Recently, research was conducted to develop different Au-based metal alloy nanoparticle systems (e.g., Au-Ag, Au-Pd, Au-Pt) [6], among which Cu-Au-based systems have aroused high interest for various applications in catalysis (CO₂ and p-nitrophenol reduction, methanol, and CO oxidation [6]), photonics (sensors for the detection of persistent toxic organic pollutants [26]), or biomedical research (photothermal therapy [27]).
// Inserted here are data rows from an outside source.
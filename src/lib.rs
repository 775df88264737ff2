//! Explainable self-reflection profiling.
//!
//! Free text plus a short Likert survey go through a deterministic
//! extract → score → narrate pipeline ([`analyze`]). The resulting
//! [`AnalysisResult`] may optionally be handed to a [`Polisher`], which
//! rewrites only the narrative wording and never the scores.

pub mod analysis;
pub mod config;
pub mod deserializers;
pub mod error;
pub mod features;
pub mod lexicon;
pub mod narrative;
pub mod polish;
pub mod scoring;
pub mod tables;
pub mod telemetry;

pub use analysis::{AnalysisResult, Analyzer, analyze};
pub use config::{Config, PolishConfig};
pub use error::{AtlasError, Result};
pub use features::{Feature, SurveyAnswers, extract_features};
pub use narrative::{Explanation, Narrative, generate_narrative};
pub use polish::{FallbackReason, PolishOutcome, Polisher, RewriteRequest, Rewriter};
pub use scoring::{BigFive, Scores, Signal, StyleSignals, score_traits};
pub use tables::ProfileTables;
//! Declarative scoring tables: lexicons and narrative rules.
//!
//! The built-in set is available as [`DEFAULT_TABLES`]. A TOML file may
//! replace any table; tables it omits keep their built-in contents.
//!
//! ```toml
//! [lexicons]
//! technical = ["api", "cli", "kubernetes"]
//!
//! [[narrative.hypotheses]]
//! signal = "systems_thinking"
//! comparison = "at_least"
//! threshold = 70.0
//! message = "Strong systems orientation."
//! ```

use crate::error::{AtlasError, Result};
use crate::lexicon::Lexicons;
use crate::narrative::{NarrativeRule, NarrativeRules};
use once_cell::sync::Lazy;
use serde::{Deserialize, Serialize};
use std::path::Path;

/// Built-in tables shared by every default-configured analysis
pub static DEFAULT_TABLES: Lazy<ProfileTables> = Lazy::new(ProfileTables::default);

#[derive(Debug, Clone, Default, PartialEq, Serialize, Deserialize)]
#[serde(default)]
pub struct ProfileTables {
    pub lexicons: Lexicons,
    pub narrative: NarrativeRules,
}

impl ProfileTables {
    pub fn from_toml_str(content: &str) -> Result<Self> {
        let tables: ProfileTables = toml::from_str(content)?;
        tables.validate()?;
        Ok(tables)
    }

    pub fn load(path: impl AsRef<Path>) -> Result<Self> {
        let path = path.as_ref();
        let content = std::fs::read_to_string(path).map_err(|e| AtlasError::Config {
            message: format!("Failed to read tables file {}: {}", path.display(), e),
        })?;
        let tables = Self::from_toml_str(&content)?;
        tracing::info!(
            path = %path.display(),
            hypotheses = tables.narrative.hypotheses.len(),
            suggestions = tables.narrative.suggestions.len(),
            "Loaded profile tables"
        );
        Ok(tables)
    }

    /// Reject tables that would make rule evaluation meaningless
    pub fn validate(&self) -> Result<()> {
        let check = |rule: &NarrativeRule, table: &str| -> Result<()> {
            if !rule.threshold.is_finite() {
                return Err(AtlasError::Config {
                    message: format!(
                        "{} rule on {} has non-finite threshold",
                        table,
                        rule.signal.as_str()
                    ),
                });
            }
            if rule.message.trim().is_empty() {
                return Err(AtlasError::Config {
                    message: format!("{} rule on {} has empty message", table, rule.signal.as_str()),
                });
            }
            Ok(())
        };
        for rule in &self.narrative.hypotheses {
            check(rule, "hypotheses")?;
        }
        for rule in &self.narrative.suggestions {
            check(rule, "suggestions")?;
        }
        if self.narrative.fallback_hypothesis.trim().is_empty() {
            return Err(AtlasError::Config {
                message: "fallback_hypothesis must not be empty".to_string(),
            });
        }
        Ok(())
    }
}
The alloying of copper with gold is an effective method to reduce the gold costs and to improve the stability of copper, while benefiting from their individual properties: Au is a biocompatible element with high stability, size-tunable surface plasmon resonance, fluorescence, and easy-surface functionalization [28], and copper has unique catalytic and optical properties [29,30,31].

Although both elements have remarkable antimicrobial properties, as shown in numerous studies [29,32,33,34,35], to our best knowledge, we have not found any study to discuss the antimicrobial activity of Cu-Au NPs. The biocide activity of metal NPs is well known and occurs with different intensities depending on the synthesis procedure, concentration, dimensions, and the shape of the NPs, but their action mechanism is not fully understood [24,36,37]. However, several general mechanisms of the antimicrobial action of NPs are accepted in this case, such as the attachment of NPs to the cell membrane and inhibition of binding to the ribosomes of transfer ribonucleic acid molecules (tRNA), generation of reactive oxygens species (ROS) on the particle surface, diffusion and drilling of cell membranes, prevention of the biofilm formation, etc. [34,35,37].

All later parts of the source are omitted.